**TASK STATEMENT:**
If a line of the data below holds the string "FileKind", copy it.

(Stored data)
^^^^

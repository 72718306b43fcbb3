//! Database models mapping to the metadata schema.

use folio_core::{CoAuthor, CounterMetric, ExternalFileRef, FileKind, SubmissionStatus};
use sqlx::FromRow;
pub use sqlx::types::Json;
use time::OffsetDateTime;
use uuid::Uuid;

// =============================================================================
// Catalogue
// =============================================================================

/// Volume record. One volume per publication year.
#[derive(Debug, Clone, FromRow)]
pub struct VolumeRow {
    pub volume_id: Uuid,
    pub year: i32,
    pub name: String,
    pub slug: String,
    pub created_at: OffsetDateTime,
    pub updated_at: OffsetDateTime,
}

/// Issue record.
#[derive(Debug, Clone, FromRow)]
pub struct IssueRow {
    pub issue_id: Uuid,
    pub volume_id: Uuid,
    pub name: String,
    pub slug: String,
    pub created_at: OffsetDateTime,
    pub updated_at: OffsetDateTime,
}

/// Article record.
///
/// Each attached file is stored as three nullable columns (public URL,
/// original filename, content type) which are either all set or all NULL.
#[derive(Debug, Clone, FromRow)]
pub struct ArticleRow {
    pub article_id: Uuid,
    pub volume_id: Uuid,
    pub issue_id: Uuid,
    pub title: String,
    pub author: String,
    pub abstract_text: String,
    pub slug: String,
    pub issn: Option<String>,
    pub doi: Option<String>,
    pub image_url: Option<String>,
    pub image_file_name: Option<String>,
    pub image_content_type: Option<String>,
    pub pdf_url: Option<String>,
    pub pdf_file_name: Option<String>,
    pub pdf_content_type: Option<String>,
    pub featured: bool,
    pub read_count: i64,
    pub download_count: i64,
    pub created_at: OffsetDateTime,
    pub updated_at: OffsetDateTime,
}

fn file_ref(
    kind: FileKind,
    url: &Option<String>,
    file_name: &Option<String>,
    content_type: &Option<String>,
) -> Option<ExternalFileRef> {
    url.as_ref().map(|url| ExternalFileRef {
        url: url.clone(),
        file_name: file_name.clone().unwrap_or_else(|| "file".to_string()),
        content_type: content_type
            .clone()
            .unwrap_or_else(|| kind.fallback_content_type().to_string()),
    })
}

impl ArticleRow {
    /// Cover image reference, if one is attached.
    pub fn image(&self) -> Option<ExternalFileRef> {
        file_ref(
            FileKind::ArticleImage,
            &self.image_url,
            &self.image_file_name,
            &self.image_content_type,
        )
    }

    /// Full-text PDF reference, if one is attached.
    pub fn pdf(&self) -> Option<ExternalFileRef> {
        file_ref(
            FileKind::ArticlePdf,
            &self.pdf_url,
            &self.pdf_file_name,
            &self.pdf_content_type,
        )
    }

    /// Record the cover image reference.
    pub fn set_image(&mut self, file: &ExternalFileRef) {
        self.image_url = Some(file.url.clone());
        self.image_file_name = Some(file.file_name.clone());
        self.image_content_type = Some(file.content_type.clone());
    }

    /// Record the full-text PDF reference.
    pub fn set_pdf(&mut self, file: &ExternalFileRef) {
        self.pdf_url = Some(file.url.clone());
        self.pdf_file_name = Some(file.file_name.clone());
        self.pdf_content_type = Some(file.content_type.clone());
    }

    /// Every attached file with its kind.
    pub fn files(&self) -> Vec<(FileKind, ExternalFileRef)> {
        [
            (FileKind::ArticleImage, self.image()),
            (FileKind::ArticlePdf, self.pdf()),
        ]
        .into_iter()
        .filter_map(|(kind, file)| file.map(|f| (kind, f)))
        .collect()
    }

    /// Current value of a counter.
    pub fn counter(&self, metric: CounterMetric) -> i64 {
        match metric {
            CounterMetric::ReadCount => self.read_count,
            CounterMetric::DownloadCount => self.download_count,
        }
    }
}

/// Column holding a counter. Never built from user input.
pub(crate) fn counter_column(metric: CounterMetric) -> &'static str {
    match metric {
        CounterMetric::ReadCount => "read_count",
        CounterMetric::DownloadCount => "download_count",
    }
}

// =============================================================================
// Submissions
// =============================================================================

/// Manuscript submission record.
#[derive(Debug, Clone, FromRow)]
pub struct SubmissionRow {
    pub submission_id: Uuid,
    /// Identity-provider subject of the submitting author.
    pub user_id: String,
    pub author_name: String,
    pub email: String,
    pub affiliation: String,
    pub country: String,
    pub co_authors: Json<Vec<CoAuthor>>,
    pub paper_title: String,
    pub abstract_text: String,
    pub keywords: String,
    pub paper_type: String,
    pub subject_area: String,
    pub manuscript_url: String,
    pub manuscript_file_name: String,
    pub manuscript_content_type: String,
    pub copyright_agreement: bool,
    pub ethics_agreement: bool,
    pub status: String,
    pub created_at: OffsetDateTime,
    pub updated_at: OffsetDateTime,
}

impl SubmissionRow {
    /// Manuscript reference.
    pub fn manuscript(&self) -> ExternalFileRef {
        ExternalFileRef {
            url: self.manuscript_url.clone(),
            file_name: self.manuscript_file_name.clone(),
            content_type: self.manuscript_content_type.clone(),
        }
    }

    /// Parsed status. Unknown values read as `Pending`.
    pub fn status(&self) -> SubmissionStatus {
        SubmissionStatus::parse(&self.status).unwrap_or_else(|_| {
            tracing::warn!(
                submission_id = %self.submission_id,
                status = %self.status,
                "Unknown submission status in database"
            );
            SubmissionStatus::Pending
        })
    }
}

// =============================================================================
// Users
// =============================================================================

/// Local user record linked to an identity-provider subject.
#[derive(Debug, Clone, FromRow)]
pub struct UserRow {
    pub user_id: Uuid,
    /// Identity-provider subject.
    pub uid: String,
    pub username: String,
    pub email: String,
    pub created_at: OffsetDateTime,
}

^^^^

**ANSWER TO THE PROBLEM:**
use folio_core::{CoAuthor, CounterMetric, ExternalFileRef, FileKind, SubmissionStatus};
    kind: FileKind,
            FileKind::ArticleImage,
            FileKind::ArticlePdf,
    pub fn files(&self) -> Vec<(FileKind, ExternalFileRef)> {
            (FileKind::ArticleImage, self.image()),
            (FileKind::ArticlePdf, self.pdf()),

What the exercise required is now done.